First of all, then, I shall propose to inquire by what criterion the soul can, according to its nature, be apprehended; then by what means it can be proved to exist; thereafter, whether it is a substance or an accident;4 then consequently on these points, whether it is a body or is incorporeal; then, whether it is simple or compound; next, whether it is mortal or immortal; and finally, whether it is rational or irrational.
For these are the questions which are wont, above all, to be discussed, in any inquiry about the soul, as most important, and as best calculated to mark out its distinctive nature. And as demonstrations for the establishing of these matters of investigation, we shall employ those common modes of consideration5 by which the credibility of matters under hand is naturally attested.

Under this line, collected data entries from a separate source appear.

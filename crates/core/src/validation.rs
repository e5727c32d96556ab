//! Per-field form validation messages.

use std::collections::BTreeMap;

/// Validation messages keyed by form field name.
///
/// Rendered inline next to the offending input. An empty set means the form
/// is valid.
#[derive(Debug, Clone, Default, PartialEq, Eq)]
pub struct FieldErrors(BTreeMap<&'static str, String>);

impl FieldErrors {
    /// Create an empty set of errors.
    #[must_use]
    pub fn new() -> Self {
        Self::default()
    }

    /// Record a message for a field. Later messages for the same field win.
    pub fn insert(&mut self, field: &'static str, message: impl Into<String>) {
        self.0.insert(field, message.into());
    }

    /// Message recorded for a field, if any.
    #[must_use]
    pub fn get(&self, field: &str) -> Option<&str> {
        self.0.get(field).map(String::as_str)
    }

    #[must_use]
    pub fn is_empty(&self) -> bool {
        self.0.is_empty()
    }
}

#[cfg(test)]
mod tests {
    use super::*;

    #[test]
    fn test_new_is_empty() {
        assert!(FieldErrors::new().is_empty());
    }

    #[test]
    fn test_later_message_wins() {
        let mut errors = FieldErrors::new();
        errors.insert("price", "Valid price is required");
        errors.insert("price", "Price must be positive");
        errors.insert("name", "Product name is required");

        assert!(!errors.is_empty());
        assert_eq!(errors.get("price"), Some("Price must be positive"));
        assert_eq!(errors.get("name"), Some("Product name is required"));
        assert_eq!(errors.get("stock"), None);
    }
}
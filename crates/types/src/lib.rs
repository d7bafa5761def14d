//! Shared type definitions for Specsource.
//!
//! This crate holds the vocabulary every other crate speaks:
//!
//! - **`schema`**: the abstract property schema ([`SchemaDefinition`], [`Property`])
//!   supplied by a schema source and consumed read-only by the engine
//! - **`value`**: the tagged dynamic value ([`ItemValue`]) used for loosely-typed
//!   remote payloads and data-source state
//! - **`resource`**: the [`SpecResource`] collaborator contract that ties a
//!   schema to a remote collection path

pub mod resource;
pub mod schema;
pub mod value;

pub use resource::{DATA_SOURCE_NAME_PREFIX, PARENT_PROPERTY_SUFFIX, ParentResourceInfo, SpecResource};
pub use schema::{Property, PropertyType, SchemaDefinition, UnsupportedTypeError};
pub use value::{ItemPayload, ItemValue, format_float, payload_from_json};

But for the purpose of brevity and utility, we shall at present make use only of those modes of argumentation which are most cogently demonstrative on the subject of our inquiry, in order that clear and intelligible6 notions may impart to us some readiness for meeting the gainsayers. With this, therefore, we shall commence our discussion.
I. Wherein Is the Criterion for the Apprehension of the Soul.
All things that exist are either known by sense7 or apprehended by thought.8 And what falls under sense has its adequate demonstration in sense itself; for at once, with the application, it creates in us the impression9 of what underlies it. But what is apprehended by thought is known not by itself, but by its operations.10 The soul, consequently, being unknown by itself, shall be known property by its effects.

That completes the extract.